--- Records shown Enclosed Below ---

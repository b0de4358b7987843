use time::Duration;
use tower_sessions::{cookie::SameSite, Expiry, SessionManagerLayer};
use tower_sessions_sqlx_store::SqliteStore;
use tracing_subscriber::{layer::SubscriberExt, util::SubscriberInitExt, EnvFilter};

use crate::server::{config::Config, error::AppError};

/// Installs the global tracing subscriber.
///
/// Log filtering follows `RUST_LOG` and falls back to `info`.
pub fn init_tracing() {
    let filter =
        EnvFilter::try_from_default_env().unwrap_or_else(|_| EnvFilter::new("info"));

    tracing_subscriber::registry()
        .with(filter)
        .with(tracing_subscriber::fmt::layer())
        .init();
}

/// Connects to the Sqlite database and runs pending migrations.
///
/// Establishes a connection pool using the connection string from configuration, then
/// runs all pending SeaORM migrations so the schema is up-to-date before any request
/// is served.
///
/// # Arguments
/// - `config` - Application configuration containing the database URL and pool timeout
///
/// # Returns
/// - `Ok(DatabaseConnection)` - Connected database with migrations applied
/// - `Err(AppError)` - Failed to connect to database or run migrations
pub async fn connect_to_database(config: &Config) -> Result<sea_orm::DatabaseConnection, AppError> {
    use migration::{Migrator, MigratorTrait};
    use sea_orm::{ConnectOptions, Database};

    let mut opt = ConnectOptions::new(&config.database_url);
    opt.sqlx_logging(false)
        .acquire_timeout(config.db_acquire_timeout)
        .connect_timeout(config.db_acquire_timeout);

    let db = Database::connect(opt).await?;

    Migrator::up(&db, None).await?;

    tracing::info!("Database migrations applied");

    Ok(db)
}

/// Builds the session layer backed by the application database.
///
/// The session carries the caller identity written by the authentication service.
///
/// # Arguments
/// - `db` - Connected database; its SQLite pool also stores sessions
/// - `config` - Application configuration containing the session expiry
///
/// # Returns
/// - `Ok(SessionManagerLayer)` - Layer to attach to the router
/// - `Err(AppError::SqlxErr)` - Failed to create the session table
pub async fn connect_to_session(
    db: &sea_orm::DatabaseConnection,
    config: &Config,
) -> Result<SessionManagerLayer<SqliteStore>, AppError> {
    let pool = db.get_sqlite_connection_pool();
    let session_store = SqliteStore::new(pool.clone());
    session_store.migrate().await?;

    let session_layer = SessionManagerLayer::new(session_store)
        .with_secure(false)
        .with_same_site(SameSite::Lax)
        .with_expiry(Expiry::OnInactivity(Duration::days(
            config.session_expiry_days,
        )));

    Ok(session_layer)
}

--- End of Enclosed Records shown ---

== Required action ==
Copy exactly the lines from the top of the entries through the line with "pub fn init_tracing()" in it, please, keeping both ends and adding nothing.

== Output of the exercise ==
repository b0de4358b7987843
use time::Duration;
use tower_sessions::{cookie::SameSite, Expiry, SessionManagerLayer};
use tower_sessions_sqlx_store::SqliteStore;
use tracing_subscriber::{layer::SubscriberExt, util::SubscriberInitExt, EnvFilter};

use crate::server::{config::Config, error::AppError};

/// Installs the global tracing subscriber.
///
/// Log filtering follows `RUST_LOG` and falls back to `info`.
pub fn init_tracing() {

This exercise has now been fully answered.